***** DATA FOR THE TASK

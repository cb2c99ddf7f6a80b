//! Public entry point: ties a `Storage` backend, an HTTP client and an
//! `EngineConfig` together behind `update`/`lookup`/`close`.

use tracing::instrument;

use crate::config::EngineConfig;
use crate::error::{EngineError, UpdateOutcome};
use crate::lookup::run_lookup;
use crate::model::ListName;
use crate::storage::Storage;
use crate::update::run_update;

pub struct Engine<S: Storage> {
    storage: S,
    http: reqwest::Client,
    config: EngineConfig,
}

impl<S: Storage> Engine<S> {
    pub fn new(storage: S, config: EngineConfig) -> Self {
        let http = reqwest::Client::builder()
            .timeout(config.request_deadline())
            .build()
            .unwrap_or_else(|_| reqwest::Client::new());
        Self { storage, http, config }
    }

    /// Run one update cycle against every configured list that is due.
    #[instrument(skip(self))]
    pub async fn update(&self) -> UpdateOutcome {
        run_update(&self.storage, &self.http, &self.config).await
    }

    /// Check whether `url` matches any of `lists` (defaults to every
    /// configured list when empty).
    #[instrument(skip(self))]
    pub async fn lookup(&self, url: &str, lists: &[String]) -> Result<Option<ListName>, EngineError> {
        let lists = if lists.is_empty() { self.config.lists.as_slice() } else { lists };
        run_lookup(&self.storage, &self.http, &self.config, url, lists).await
    }

    /// Number of add/sub chunk numbers currently on file for `list`, for
    /// diagnostics.
    pub async fn chunk_counts(&self, list: &str) -> Result<(usize, usize), EngineError> {
        let add = self.storage.get_add_chunk_nums(list).await?;
        let sub = self.storage.get_sub_chunk_nums(list).await?;
        Ok((add.len(), sub.len()))
    }

    pub async fn close(&self) -> Result<(), EngineError> {
        self.storage.close().await?;
        Ok(())
    }

    pub fn config(&self) -> &EngineConfig {
        &self.config
    }
}

#[cfg(test)]
mod tests {
    use super::*;
    use crate::storage::memory::MemoryStore;

    #[tokio::test]
    async fn chunk_counts_reflect_stored_chunks() {
        let engine = Engine::new(MemoryStore::new(), EngineConfig::default());
        let list = engine.config().lists[0].clone();
        engine
            .lookup("http://example.com/", &[])
            .await
            .unwrap();
        let (add, sub) = engine.chunk_counts(&list).await.unwrap();
        assert_eq!((add, sub), (0, 0));
    }

    #[tokio::test]
    async fn close_is_idempotent() {
        let engine = Engine::new(MemoryStore::new(), EngineConfig::default());
        engine.close().await.unwrap();
        engine.close().await.unwrap();
    }
}
//! Request/response authentication: client-key acquisition and HMAC-SHA1
//! digest computation/verification for MAC-protected update exchanges.

use base64::engine::general_purpose::URL_SAFE_NO_PAD;
use base64::Engine;
use hmac::{Hmac, Mac as HmacMac};
use sha1::Sha1;
use tracing::{debug, instrument};

use crate::error::MacError;

type HmacSha1 = Hmac<Sha1>;

/// Keys returned by the key-acquisition endpoint.
#[derive(Debug, Clone, PartialEq, Eq)]
pub struct AcquiredKeys {
    pub client_key: Vec<u8>,
    pub wrapped_key: String,
}

/// Parse a `newkey` response body:
/// ```text
/// clientkey:<len>:<base64 bytes>
/// wrappedkey:<len>:<opaque bytes>
/// ```
/// one field per line, `<len>` the byte length of the field that follows.
pub fn parse_key_response(body: &str) -> Result<AcquiredKeys, MacError> {
    let mut client_key: Option<Vec<u8>> = None;
    let mut wrapped_key: Option<String> = None;

    for line in body.lines() {
        let line = line.trim();
        if line.is_empty() {
            continue;
        }
        let mut parts = line.splitn(3, ':');
        let name = parts.next().ok_or_else(|| MacError::MalformedKeyResponse(line.to_string()))?;
        let len: usize = parts
            .next()
            .and_then(|s| s.parse().ok())
            .ok_or_else(|| MacError::MalformedKeyResponse(line.to_string()))?;
        let value = parts.next().ok_or_else(|| MacError::MalformedKeyResponse(line.to_string()))?;
        if value.len() != len {
            return Err(MacError::MalformedKeyResponse(format!(
                "declared length {len} does not match field length {}",
                value.len()
            )));
        }
        match name {
            "clientkey" => {
                client_key = Some(
                    base64::engine::general_purpose::STANDARD
                        .decode(value)
                        .map_err(|e| MacError::MalformedKeyResponse(e.to_string()))?,
                );
            }
            "wrappedkey" => wrapped_key = Some(value.to_string()),
            _ => {}
        }
    }

    match (client_key, wrapped_key) {
        (Some(client_key), Some(wrapped_key)) => Ok(AcquiredKeys { client_key, wrapped_key }),
        _ => Err(MacError::MalformedKeyResponse("missing clientkey or wrappedkey field".into())),
    }
}

/// Digest a request/response body the way the wire format expects it:
/// `BASE64URL(HMAC-SHA1(body, key))` with a literal trailing `=`.
pub fn mac_digest(body: &[u8], client_key: &[u8]) -> Result<String, MacError> {
    let mut mac = HmacSha1::new_from_slice(client_key).map_err(|_| MacError::DigestMismatch)?;
    mac.update(body);
    let tag = mac.finalize().into_bytes();
    Ok(format!("{}=", URL_SAFE_NO_PAD.encode(tag)))
}

/// Verify a MAC header against a response body. The header carries the
/// same `BASE64URL(...)=` shape `mac_digest` produces.
#[instrument(skip(body, client_key))]
pub fn verify_mac(body: &[u8], header: &str, client_key: &[u8]) -> Result<(), MacError> {
    let trimmed = header.trim().trim_end_matches('=');
    let expected = URL_SAFE_NO_PAD
        .decode(trimmed)
        .map_err(|e| MacError::MalformedKeyResponse(e.to_string()))?;

    let mut mac = HmacSha1::new_from_slice(client_key).map_err(|_| MacError::DigestMismatch)?;
    mac.update(body);
    mac.verify_slice(&expected).map_err(|_| {
        debug!("HMAC verification failed");
        MacError::DigestMismatch
    })
}

#[cfg(test)]
mod tests {
    use super::*;

    #[test]
    fn parses_clientkey_and_wrappedkey_lines() {
        let client_key_b64 = base64::engine::general_purpose::STANDARD.encode(b"abcdefgh");
        let body = format!(
            "clientkey:{}:{}\nwrappedkey:7:opaque1\n",
            client_key_b64.len(),
            client_key_b64
        );
        let keys = parse_key_response(&body).unwrap();
        assert_eq!(keys.client_key, b"abcdefgh");
        assert_eq!(keys.wrapped_key, "opaque1");
    }

    #[test]
    fn rejects_mismatched_declared_length() {
        let body = "clientkey:999:short\n";
        assert!(parse_key_response(body).is_err());
    }

    #[test]
    fn digest_round_trips_through_verify() {
        let key = b"supersecretkey";
        let body = b"a:1-3\ns:\n";
        let header = mac_digest(body, key).unwrap();
        verify_mac(body, &header, key).unwrap();
    }

    #[test]
    fn verify_rejects_tampered_body() {
        let key = b"supersecretkey";
        let header = mac_digest(b"original body", key).unwrap();
        assert!(matches!(verify_mac(b"tampered body", &header, key), Err(MacError::DigestMismatch)));
    }
}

**********

EXERCISE DETAILS: Restate the entries above, keeping every word intact.

THE ANSWER:
repository cb2c99ddf7f6a80b
//! Public entry point: ties a `Storage` backend, an HTTP client and an
//! `EngineConfig` together behind `update`/`lookup`/`close`.

use tracing::instrument;

use crate::config::EngineConfig;
use crate::error::{EngineError, UpdateOutcome};
use crate::lookup::run_lookup;
use crate::model::ListName;
use crate::storage::Storage;
use crate::update::run_update;

pub struct Engine<S: Storage> {
    storage: S,
    http: reqwest::Client,
    config: EngineConfig,
}

impl<S: Storage> Engine<S> {
    pub fn new(storage: S, config: EngineConfig) -> Self {
        let http = reqwest::Client::builder()
            .timeout(config.request_deadline())
            .build()
            .unwrap_or_else(|_| reqwest::Client::new());
        Self { storage, http, config }
    }

    /// Run one update cycle against every configured list that is due.
    #[instrument(skip(self))]
    pub async fn update(&self) -> UpdateOutcome {
        run_update(&self.storage, &self.http, &self.config).await
    }

    /// Check whether `url` matches any of `lists` (defaults to every
    /// configured list when empty).
    #[instrument(skip(self))]
    pub async fn lookup(&self, url: &str, lists: &[String]) -> Result<Option<ListName>, EngineError> {
        let lists = if lists.is_empty() { self.config.lists.as_slice() } else { lists };
        run_lookup(&self.storage, &self.http, &self.config, url, lists).await
    }

    /// Number of add/sub chunk numbers currently on file for `list`, for
    /// diagnostics.
    pub async fn chunk_counts(&self, list: &str) -> Result<(usize, usize), EngineError> {
        let add = self.storage.get_add_chunk_nums(list).await?;
        let sub = self.storage.get_sub_chunk_nums(list).await?;
        Ok((add.len(), sub.len()))
    }

    pub async fn close(&self) -> Result<(), EngineError> {
        self.storage.close().await?;
        Ok(())
    }

    pub fn config(&self) -> &EngineConfig {
        &self.config
    }
}

#[cfg(test)]
mod tests {
    use super::*;
    use crate::storage::memory::MemoryStore;

    #[tokio::test]
    async fn chunk_counts_reflect_stored_chunks() {
        let engine = Engine::new(MemoryStore::new(), EngineConfig::default());
        let list = engine.config().lists[0].clone();
        engine
            .lookup("http://example.com/", &[])
            .await
            .unwrap();
        let (add, sub) = engine.chunk_counts(&list).await.unwrap();
        assert_eq!((add, sub), (0, 0));
    }

    #[tokio::test]
    async fn close_is_idempotent() {
        let engine = Engine::new(MemoryStore::new(), EngineConfig::default());
        engine.close().await.unwrap();
        engine.close().await.unwrap();
    }
}
//! Request/response authentication: client-key acquisition and HMAC-SHA1
//! digest computation/verification for MAC-protected update exchanges.

use base64::engine::general_purpose::URL_SAFE_NO_PAD;
use base64::Engine;
use hmac::{Hmac, Mac as HmacMac};
use sha1::Sha1;
use tracing::{debug, instrument};

use crate::error::MacError;

type HmacSha1 = Hmac<Sha1>;

/// Keys returned by the key-acquisition endpoint.
#[derive(Debug, Clone, PartialEq, Eq)]
pub struct AcquiredKeys {
    pub client_key: Vec<u8>,
    pub wrapped_key: String,
}

/// Parse a `newkey` response body:
/// ```text
/// clientkey:<len>:<base64 bytes>
/// wrappedkey:<len>:<opaque bytes>
/// ```
/// one field per line, `<len>` the byte length of the field that follows.
pub fn parse_key_response(body: &str) -> Result<AcquiredKeys, MacError> {
    let mut client_key: Option<Vec<u8>> = None;
    let mut wrapped_key: Option<String> = None;

    for line in body.lines() {
        let line = line.trim();
        if line.is_empty() {
            continue;
        }
        let mut parts = line.splitn(3, ':');
        let name = parts.next().ok_or_else(|| MacError::MalformedKeyResponse(line.to_string()))?;
        let len: usize = parts
            .next()
            .and_then(|s| s.parse().ok())
            .ok_or_else(|| MacError::MalformedKeyResponse(line.to_string()))?;
        let value = parts.next().ok_or_else(|| MacError::MalformedKeyResponse(line.to_string()))?;
        if value.len() != len {
            return Err(MacError::MalformedKeyResponse(format!(
                "declared length {len} does not match field length {}",
                value.len()
            )));
        }
        match name {
            "clientkey" => {
                client_key = Some(
                    base64::engine::general_purpose::STANDARD
                        .decode(value)
                        .map_err(|e| MacError::MalformedKeyResponse(e.to_string()))?,
                );
            }
            "wrappedkey" => wrapped_key = Some(value.to_string()),
            _ => {}
        }
    }

    match (client_key, wrapped_key) {
        (Some(client_key), Some(wrapped_key)) => Ok(AcquiredKeys { client_key, wrapped_key }),
        _ => Err(MacError::MalformedKeyResponse("missing clientkey or wrappedkey field".into())),
    }
}

/// Digest a request/response body the way the wire format expects it:
/// `BASE64URL(HMAC-SHA1(body, key))` with a literal trailing `=`.
pub fn mac_digest(body: &[u8], client_key: &[u8]) -> Result<String, MacError> {
    let mut mac = HmacSha1::new_from_slice(client_key).map_err(|_| MacError::DigestMismatch)?;
    mac.update(body);
    let tag = mac.finalize().into_bytes();
    Ok(format!("{}=", URL_SAFE_NO_PAD.encode(tag)))
}

/// Verify a MAC header against a response body. The header carries the
/// same `BASE64URL(...)=` shape `mac_digest` produces.
#[instrument(skip(body, client_key))]
pub fn verify_mac(body: &[u8], header: &str, client_key: &[u8]) -> Result<(), MacError> {
    let trimmed = header.trim().trim_end_matches('=');
    let expected = URL_SAFE_NO_PAD
        .decode(trimmed)
        .map_err(|e| MacError::MalformedKeyResponse(e.to_string()))?;

    let mut mac = HmacSha1::new_from_slice(client_key).map_err(|_| MacError::DigestMismatch)?;
    mac.update(body);
    mac.verify_slice(&expected).map_err(|_| {
        debug!("HMAC verification failed");
        MacError::DigestMismatch
    })
}

#[cfg(test)]
mod tests {
    use super::*;

    #[test]
    fn parses_clientkey_and_wrappedkey_lines() {
        let client_key_b64 = base64::engine::general_purpose::STANDARD.encode(b"abcdefgh");
        let body = format!(
            "clientkey:{}:{}\nwrappedkey:7:opaque1\n",
            client_key_b64.len(),
            client_key_b64
        );
        let keys = parse_key_response(&body).unwrap();
        assert_eq!(keys.client_key, b"abcdefgh");
        assert_eq!(keys.wrapped_key, "opaque1");
    }

    #[test]
    fn rejects_mismatched_declared_length() {
        let body = "clientkey:999:short\n";
        assert!(parse_key_response(body).is_err());
    }

    #[test]
    fn digest_round_trips_through_verify() {
        let key = b"supersecretkey";
        let body = b"a:1-3\ns:\n";
        let header = mac_digest(body, key).unwrap();
        verify_mac(body, &header, key).unwrap();
    }

    #[test]
    fn verify_rejects_tampered_body() {
        let key = b"supersecretkey";
        let header = mac_digest(b"original body", key).unwrap();
        assert!(matches!(verify_mac(b"tampered body", &header, key), Err(MacError::DigestMismatch)));
    }
}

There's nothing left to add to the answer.